Note: An alternative way of restricting connections into channels by matching against the TLS Subject Distinguished Name, is to use channel authentication records. With channel authentication records, different TLS Subject Distinguished Name patterns can be applied to the same channel. If both SSLPEER on the channel and a channel authentication record are used to apply to the same channel, the inbound certificate must match both patterns in order to connect.If the DN received from the peer does not match the SSLPEER value, the channel does not start.
SSLPEER is an optional attribute. If a value is not specified, the peer DN is not checked when the channel is started.
On z/OSĀ®, the maximum length of the attribute is 256 bytes. On all other platforms, it is 1024 bytes. Channel authentication records provide greater flexibility when using SSLPEER and support 1024 bytes on all platforms.
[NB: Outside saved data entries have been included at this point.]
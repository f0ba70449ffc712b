//! In-memory representation of a classic CAN frame as stored in the message pool.
use crate::protocol::transport::can_id::{CanId, EXTENDED_ID_MAX, STANDARD_ID_MAX};
use embedded_can::{ExtendedId, Id, StandardId};

/// Identifier format tag.
#[derive(Clone, Copy, Debug, PartialEq, Eq, Default)]
#[cfg_attr(feature = "defmt", derive(defmt::Format))]
pub enum IdFormat {
    Standard,
    #[default]
    Extended,
}

/// Data or remote-request frame.
#[derive(Clone, Copy, Debug, PartialEq, Eq, Default)]
#[cfg_attr(feature = "defmt", derive(defmt::Format))]
pub enum FrameKind {
    #[default]
    Data,
    Remote,
}

#[derive(Clone, Copy, Debug, PartialEq, Eq)]
#[cfg_attr(feature = "defmt", derive(defmt::Format))]
/// Raw frame as exchanged with the controller.
pub struct CanFrame {
    /// Identifier (11 or 29 significant bits depending on `format`).
    pub id: CanId,
    /// Payload buffer. Only the first `len` bytes are meaningful.
    pub data: [u8; 8],
    /// Number of valid payload bytes (Data Length Code, 0 to 8).
    pub len: usize,
    pub format: IdFormat,
    pub kind: FrameKind,
}

impl CanFrame {
    /// Zero-length extended data frame with identifier 0.
    pub const EMPTY: CanFrame = CanFrame {
        id: CanId(0),
        data: [0; 8],
        len: 0,
        format: IdFormat::Extended,
        kind: FrameKind::Data,
    };

    /// Extended data frame carrying `payload` (truncated to 8 bytes).
    pub fn extended(id: CanId, payload: &[u8]) -> Self {
        let len = payload.len().min(8);
        let mut data = [0u8; 8];
        data[..len].copy_from_slice(&payload[..len]);
        Self {
            id: CanId(id.0 & EXTENDED_ID_MAX),
            data,
            len,
            format: IdFormat::Extended,
            kind: FrameKind::Data,
        }
    }

    /// Valid part of the payload.
    pub fn payload(&self) -> &[u8] {
        &self.data[..self.len.min(8)]
    }
}

impl Default for CanFrame {
    fn default() -> Self {
        Self::EMPTY
    }
}

//==================================================================================EMBEDDED_CAN
impl embedded_can::Frame for CanFrame {
    fn new(id: impl Into<Id>, data: &[u8]) -> Option<Self> {
        if data.len() > 8 {
            return None;
        }
        let (raw, format) = split_id(id.into());
        let mut frame = CanFrame::extended(CanId(raw), data);
        frame.format = format;
        Some(frame)
    }

    fn new_remote(id: impl Into<Id>, dlc: usize) -> Option<Self> {
        if dlc > 8 {
            return None;
        }
        let (raw, format) = split_id(id.into());
        Some(CanFrame {
            id: CanId(raw),
            data: [0; 8],
            len: dlc,
            format,
            kind: FrameKind::Remote,
        })
    }

    fn is_extended(&self) -> bool {
        self.format == IdFormat::Extended
    }

    fn is_remote_frame(&self) -> bool {
        self.kind == FrameKind::Remote
    }

    fn id(&self) -> Id {
        match self.format {
            IdFormat::Extended => Id::Extended(
                ExtendedId::new(self.id.0 & EXTENDED_ID_MAX).unwrap_or(ExtendedId::ZERO),
            ),
            IdFormat::Standard => Id::Standard(
                StandardId::new((self.id.0 & STANDARD_ID_MAX) as u16).unwrap_or(StandardId::ZERO),
            ),
        }
    }

    fn dlc(&self) -> usize {
        self.len
    }

    fn data(&self) -> &[u8] {
        self.payload()
    }
}

fn split_id(id: Id) -> (u32, IdFormat) {
    match id {
        Id::Standard(id) => (id.as_raw() as u32, IdFormat::Standard),
        Id::Extended(id) => (id.as_raw(), IdFormat::Extended),
    }
}
//! Multiplexed row scan.
//!
//! One [`ScanDriver::step`] lights one row: the red and green bytes of the
//! (rotated) row are interleaved into a 16-bit word, shifted out, and
//! committed with the blank/latch sequence of the column driver. After the
//! eighth row of a frame both channel animations advance.
use crate::display::rotation::Rotation;
use crate::display::DisplayContext;

/// Physical column driver and row multiplexer.
pub trait MatrixDriver {
    /// Shift one interleaved 16-bit word out, MSB first.
    fn write_word(&mut self, word: u16);
    /// Drive the output-blank line; high turns the row off.
    fn set_blank(&mut self, high: bool);
    /// Drive the latch line; a high/low pulse moves shifted data to the outputs.
    fn set_latch(&mut self, high: bool);
    /// Select the row (0..=7) powered by the row multiplexer.
    fn select_row(&mut self, row: u8);
}

/// Interleave the red and green bytes of a row: for every column from 0 to
/// 7, the red bit then the green bit, most significant bit first.
pub const fn interleave(red: u8, green: u8) -> u16 {
    let mut word: u16 = 0;
    let mut col = 0;
    while col < 8 {
        word = (word << 1) | ((red >> col) & 1) as u16;
        word = (word << 1) | ((green >> col) & 1) as u16;
        col += 1;
    }
    word
}

/// Row scan state bound to one matrix driver.
#[derive(Debug)]
pub struct ScanDriver<D: MatrixDriver> {
    driver: D,
    row: u8,
    rotation: Rotation,
}

impl<D: MatrixDriver> ScanDriver<D> {
    pub fn new(driver: D, rotation: Rotation) -> Self {
        Self {
            driver,
            row: 0,
            rotation,
        }
    }

    /// Row lit by the next [`step`](Self::step).
    pub fn current_row(&self) -> u8 {
        self.row
    }

    pub fn rotation(&self) -> Rotation {
        self.rotation
    }

    /// Orientation straps are sampled by the firmware; a change applies from the next row.
    pub fn set_rotation(&mut self, rotation: Rotation) {
        self.rotation = rotation;
    }

    pub fn driver(&self) -> &D {
        &self.driver
    }

    pub fn driver_mut(&mut self) -> &mut D {
        &mut self.driver
    }

    /// Refresh one row. Returns `true` when the step completed a frame and
    /// the animations were advanced.
    pub fn step(&mut self, display: &DisplayContext) -> bool {
        let k = self.row as usize & 7;
        let (red, green) = display.snapshot();
        let word = interleave(self.rotation.row(&red, k), self.rotation.row(&green, k));

        self.driver.write_word(word);
        self.driver.set_blank(true);
        self.driver.select_row(k as u8);
        self.driver.set_latch(true);
        self.driver.set_latch(false);
        self.driver.set_blank(false);

        self.row = if self.row >= 7 { 0 } else { self.row + 1 };
        if self.row == 7 {
            display.tick_animations();
            return true;
        }
        false
    }
}

//==================================================================================TESTS
#[cfg(test)]
#[path = "tests.rs"]
mod tests;
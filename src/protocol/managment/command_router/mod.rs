//! Applies decoded display commands to the [`DisplayContext`].
//!
//! The dynamic symbol is configured in four frames: SET1..SET3 fill a staging
//! area and SET4 commits it. Staged fields are not versioned: a lost middle
//! frame silently commits whatever was staged before.
use crate::core::Channel;
use crate::display::animation::AnimationConfig;
use crate::display::DisplayContext;
use crate::error::CommandError;
use crate::protocol::messages::Command;
use crate::protocol::transport::can_frame::CanFrame;

#[derive(Debug, Default)]
pub struct CommandRouter {
    staged: AnimationConfig,
}

impl CommandRouter {
    pub const fn new() -> Self {
        Self {
            staged: AnimationConfig::new(),
        }
    }

    /// Animation fields collected so far.
    pub fn staged(&self) -> &AnimationConfig {
        &self.staged
    }

    /// Decode `frame` and apply it. Frames that do not decode change nothing,
    /// except that SET_SYMBOL and DYN_SYMBOL_SET4 leave idle mode before their
    /// color byte is checked.
    pub fn dispatch(
        &mut self,
        frame: &CanFrame,
        display: &DisplayContext,
    ) -> Result<Command, CommandError> {
        let command = Command::decode(frame).inspect_err(|err| {
            if let CommandError::InvalidColor { .. } = err {
                display.set_idle_mode(false);
            }
        })?;
        self.apply(&command, display);
        Ok(command)
    }

    pub fn apply(&mut self, command: &Command, display: &DisplayContext) {
        match *command {
            Command::SetSymbol { code, color } => {
                display.set_idle_mode(false);
                if !display.set_symbol(code, color) {
                    #[cfg(feature = "defmt")]
                    defmt::debug!("Glyph {} out of range", code);
                }
            }
            Command::SetSymbolPattern { glyph, half, rows } => {
                display.write_glyph_rows(glyph, half.first_row(), &rows);
            }
            Command::DynSymbolSet1 {
                glyph,
                period,
                steps,
            } => {
                self.staged.glyph = glyph;
                self.staged.period = period;
                self.staged.steps = steps;
            }
            Command::DynSymbolSet2 { dx, dy } => {
                self.staged.dx = dx;
                self.staged.dy = dy;
            }
            Command::DynSymbolSet3 { start_x, start_y } => {
                self.staged.start_x = start_x;
                self.staged.start_y = start_y;
            }
            Command::DynSymbolSet4 { color } => {
                display.set_idle_mode(false);
                display.set_animated_symbol(&self.staged, color);
            }
            Command::SetRedScreen(rows) => {
                display.set_idle_mode(false);
                display.load_channel(Channel::Red, &rows);
            }
            Command::SetGreenScreen(rows) => {
                display.set_idle_mode(false);
                display.load_channel(Channel::Green, &rows);
            }
        }
    }
}
//! Abstraction traits used by the transport layer (CAN controller and timer).
pub mod can_controller;
pub mod node_timer;
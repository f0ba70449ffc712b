//! Glyph storage and digit remapping.
//!
//! The glyph table is mutable at runtime: pattern commands overwrite a glyph
//! four rows at a time. The remap table is fixed at build time and only
//! translates digit codes 0..=9; every other code passes through unchanged.
mod font;

pub use font::*;

use crate::core::{GLYPH_COUNT, MATRIX_ROWS};

/// Eight rows, bit `n` of a row is column `n`.
pub type Bitmap = [u8; MATRIX_ROWS];

//==================================================================================GLYPH_TABLE
#[derive(Debug, Clone, PartialEq, Eq)]
pub struct GlyphTable {
    glyphs: [Bitmap; GLYPH_COUNT],
}

impl Default for GlyphTable {
    fn default() -> Self {
        Self::new()
    }
}

impl GlyphTable {
    /// Table loaded with the built-in font.
    pub const fn new() -> Self {
        Self {
            glyphs: font::DEFAULT_GLYPHS,
        }
    }

    pub const fn len(&self) -> usize {
        GLYPH_COUNT
    }

    pub const fn is_empty(&self) -> bool {
        GLYPH_COUNT == 0
    }

    pub fn get(&self, index: u8) -> Option<&Bitmap> {
        self.glyphs.get(index as usize)
    }

    /// Overwrite four consecutive rows starting at `first_row` (0 or 4).
    /// Returns `false` when the glyph index is out of range.
    pub fn write_rows(&mut self, index: u8, first_row: usize, rows: &[u8; 4]) -> bool {
        match self.glyphs.get_mut(index as usize) {
            Some(glyph) if first_row + rows.len() <= MATRIX_ROWS => {
                glyph[first_row..first_row + rows.len()].copy_from_slice(rows);
                true
            }
            _ => false,
        }
    }
}

//==================================================================================REMAP
/// Digit code to glyph index translation.
#[derive(Debug, Clone, Copy, PartialEq, Eq)]
pub struct RemapTable([u8; 10]);

impl RemapTable {
    /// Digits map onto themselves.
    pub const IDENTITY: RemapTable = RemapTable([0, 1, 2, 3, 4, 5, 6, 7, 8, 9]);
    /// Three two-letter labels followed by digits 3..=9.
    pub const LABELS_KG_EG_OG: RemapTable =
        RemapTable([GLYPH_KG, GLYPH_EG, GLYPH_OG, 3, 4, 5, 6, 7, 8, 9]);

    pub const fn new(map: [u8; 10]) -> Self {
        Self(map)
    }

    /// Glyph index for `code`.
    pub const fn resolve(&self, code: u8) -> u8 {
        if (code as usize) < self.0.len() {
            self.0[code as usize]
        } else {
            code
        }
    }
}

impl Default for RemapTable {
    fn default() -> Self {
        Self::IDENTITY
    }
}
On z/OS, the attribute values used are not checked. If you enter incorrect values, the channel fails at startup, and error messages are written to the error log at both ends of the channel. A Channel SSL Error event is also generated at both ends of the channel. On platforms that support SSLPEER, other than z/OS, the validity of the string is checked when it is first entered.
We can specify a value for SSLPEER on a non-TLS channel definition, one on which SSLCIPH is missing or blank. We can use this to temporarily disable TLS for debugging without having to clear and later re-input the TLS parameters.
For more information about using SSLPEER, see SET CHLAUTH and Securing.
This attribute is valid for all channel types.